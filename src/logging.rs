use std::fs::OpenOptions;
use std::path::Path;
use std::sync::Mutex;

use anyhow::{Context, Result};
use tracing_subscriber::EnvFilter;

/// Where log output goes for this process.
#[derive(Debug, Clone, Copy, PartialEq, Eq)]
pub enum LogTarget<'a> {
    Stderr,
    File(&'a Path),
    /// The terminal UI owns the screen and no file was configured.
    Off,
}

/// Install the global subscriber. `log` records are forwarded through the
/// subscriber's log bridge, so the `log::` macros used across the crate land
/// here too.
pub fn init_logging(level: &str, target: LogTarget<'_>) -> Result<()> {
    let filter = EnvFilter::try_new(level)
        .with_context(|| format!("invalid log level '{}'", level))?;

    let builder = tracing_subscriber::fmt()
        .with_env_filter(filter)
        .with_target(true)
        .with_thread_ids(false)
        .with_file(false)
        .with_line_number(false)
        .with_level(true);

    let result = match target {
        LogTarget::Off => return Ok(()),
        LogTarget::Stderr => builder.with_writer(std::io::stderr).try_init(),
        LogTarget::File(path) => {
            let file = OpenOptions::new()
                .create(true)
                .append(true)
                .open(path)
                .with_context(|| format!("failed to open log file {}", path.display()))?;
            builder
                .with_ansi(false)
                .with_writer(Mutex::new(file))
                .try_init()
        }
    };

    result.map_err(|e| anyhow::anyhow!("log system initialization failed: {}", e))
}

#[cfg(test)]
mod tests {
    use super::*;

    #[test]
    fn test_invalid_level_rejected() {
        assert!(init_logging("tasklist=loud", LogTarget::Off).is_err());
    }

    #[test]
    fn test_off_installs_nothing() {
        assert!(init_logging("debug", LogTarget::Off).is_ok());
    }
}
use std::fmt;
use std::str::FromStr;

use chrono::{DateTime, Local};

use crate::error::TaskListError;

/// Stable identifier handed out by the controller. Never reused within a session.
#[derive(Debug, Clone, Copy, PartialEq, Eq, Hash, PartialOrd, Ord)]
pub struct TaskId(pub u64);

impl fmt::Display for TaskId {
    fn fmt(&self, f: &mut fmt::Formatter<'_>) -> fmt::Result {
        write!(f, "#{}", self.0)
    }
}

#[derive(Debug, Clone, PartialEq)]
pub struct Task {
    pub id: TaskId,
    pub name: String,
    pub description: String,
    pub completed: bool,
    pub created_at: DateTime<Local>,
}

impl Task {
    pub fn status(&self) -> TaskStatus {
        if self.completed {
            TaskStatus::Completed
        } else {
            TaskStatus::NotCompleted
        }
    }
}

/// Staging area for the single in-progress edit.
#[derive(Debug, Clone, PartialEq, Eq)]
pub struct EditBuffer {
    pub target_index: usize,
    pub staged_name: String,
    pub staged_description: String,
}

/// Pending input for a task that has not been added yet.
#[derive(Debug, Clone, Default, PartialEq, Eq)]
pub struct Draft {
    pub name: String,
    pub description: String,
}

impl Draft {
    pub fn clear(&mut self) {
        self.name.clear();
        self.description.clear();
    }
}

// Labels match ignoring case and surrounding whitespace only.
fn normalize(s: &str) -> String {
    s.trim().to_lowercase()
}

#[derive(Debug, Clone, Copy, PartialEq, Eq, Default)]
pub enum StatusFilter {
    #[default]
    All,
    Completed,
    NotCompleted,
}

impl StatusFilter {
    pub const ALL: [StatusFilter; 3] = [
        StatusFilter::All,
        StatusFilter::Completed,
        StatusFilter::NotCompleted,
    ];

    pub fn label(self) -> &'static str {
        match self {
            StatusFilter::All => "All",
            StatusFilter::Completed => "Completed",
            StatusFilter::NotCompleted => "Not Completed",
        }
    }

    pub fn matches(self, task: &Task) -> bool {
        match self {
            StatusFilter::All => true,
            StatusFilter::Completed => task.completed,
            StatusFilter::NotCompleted => !task.completed,
        }
    }

    /// Next filter in display order, wrapping around.
    pub fn cycle(self) -> Self {
        match self {
            StatusFilter::All => StatusFilter::Completed,
            StatusFilter::Completed => StatusFilter::NotCompleted,
            StatusFilter::NotCompleted => StatusFilter::All,
        }
    }
}

impl fmt::Display for StatusFilter {
    fn fmt(&self, f: &mut fmt::Formatter<'_>) -> fmt::Result {
        f.write_str(self.label())
    }
}

impl FromStr for StatusFilter {
    type Err = TaskListError;

    fn from_str(s: &str) -> Result<Self, Self::Err> {
        match normalize(s).as_str() {
            "all" => Ok(StatusFilter::All),
            "completed" => Ok(StatusFilter::Completed),
            "not completed" => Ok(StatusFilter::NotCompleted),
            _ => Err(TaskListError::InvalidFilter(s.to_string())),
        }
    }
}

#[derive(Debug, Clone, Copy, PartialEq, Eq)]
pub enum TaskStatus {
    Completed,
    NotCompleted,
}

impl TaskStatus {
    pub fn label(self) -> &'static str {
        match self {
            TaskStatus::Completed => "Completed",
            TaskStatus::NotCompleted => "Not Completed",
        }
    }
}

impl fmt::Display for TaskStatus {
    fn fmt(&self, f: &mut fmt::Formatter<'_>) -> fmt::Result {
        f.write_str(self.label())
    }
}

impl FromStr for TaskStatus {
    type Err = TaskListError;

    fn from_str(s: &str) -> Result<Self, Self::Err> {
        match normalize(s).as_str() {
            "completed" => Ok(TaskStatus::Completed),
            "not completed" => Ok(TaskStatus::NotCompleted),
            _ => Err(TaskListError::InvalidStatus(s.to_string())),
        }
    }
}

/// Emitted to subscribers after every successful mutation.
#[derive(Debug, Clone, PartialEq)]
pub enum Change {
    Added { id: TaskId, index: usize },
    Edited { id: TaskId, index: usize },
    StatusChanged { id: TaskId, completed: bool },
    Deleted { id: TaskId, index: usize },
    EditStarted { index: usize },
    EditCancelled { index: usize },
    FilterChanged(StatusFilter),
}

/// Which text field an input popup is writing to.
#[derive(Debug, Clone, Copy, PartialEq, Eq)]
pub enum Field {
    Name,
    Description,
}

impl Field {
    pub fn other(self) -> Self {
        match self {
            Field::Name => Field::Description,
            Field::Description => Field::Name,
        }
    }
}

#[derive(Debug, Clone, PartialEq)]
pub enum InputMode {
    Normal,
    Adding(Field),
    Editing(Field),
    FilterSelect,
    /// Blocking message; any key dismisses it.
    Notice(String),
}

#[cfg(test)]
mod tests {
    use super::*;

    #[test]
    fn test_filter_parses_labels_ignoring_case() {
        assert_eq!("All".parse::<StatusFilter>(), Ok(StatusFilter::All));
        assert_eq!("Completed".parse::<StatusFilter>(), Ok(StatusFilter::Completed));
        assert_eq!("Not Completed".parse::<StatusFilter>(), Ok(StatusFilter::NotCompleted));
        assert_eq!(" NOT COMPLETED ".parse::<StatusFilter>(), Ok(StatusFilter::NotCompleted));
        assert_eq!("completed".parse::<StatusFilter>(), Ok(StatusFilter::Completed));
    }

    #[test]
    fn test_filter_rejects_near_misses() {
        for text in ["notcompleted", "not-completed", "NOT_COMPLETED", "Com pleted", "Not  Completed"] {
            assert_eq!(
                text.parse::<StatusFilter>(),
                Err(TaskListError::InvalidFilter(text.to_string()))
            );
        }
        assert!("not_completed".parse::<TaskStatus>().is_err());
    }

    #[test]
    fn test_filter_rejects_unknown() {
        assert_eq!(
            "Pending".parse::<StatusFilter>(),
            Err(TaskListError::InvalidFilter("Pending".to_string()))
        );
        assert!("".parse::<StatusFilter>().is_err());
    }

    #[test]
    fn test_filter_label_round_trips() {
        for filter in StatusFilter::ALL {
            assert_eq!(filter.label().parse::<StatusFilter>(), Ok(filter));
        }
    }

    #[test]
    fn test_filter_cycle_visits_all() {
        let mut f = StatusFilter::All;
        f = f.cycle();
        assert_eq!(f, StatusFilter::Completed);
        f = f.cycle();
        assert_eq!(f, StatusFilter::NotCompleted);
        assert_eq!(f.cycle(), StatusFilter::All);
    }

    #[test]
    fn test_status_parse() {
        assert_eq!("completed".parse::<TaskStatus>(), Ok(TaskStatus::Completed));
        assert_eq!("Not Completed".parse::<TaskStatus>(), Ok(TaskStatus::NotCompleted));
        assert_eq!(
            "All".parse::<TaskStatus>(),
            Err(TaskListError::InvalidStatus("All".to_string()))
        );
    }

    #[test]
    fn test_draft_clear() {
        let mut draft = Draft {
            name: "a".into(),
            description: "b".into(),
        };
        draft.clear();
        assert_eq!(draft, Draft::default());
    }
}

- [Work task]: Say how many lines of the material above contain the string "Stderr". Write nothing but the number.

- [Result of the task]: 2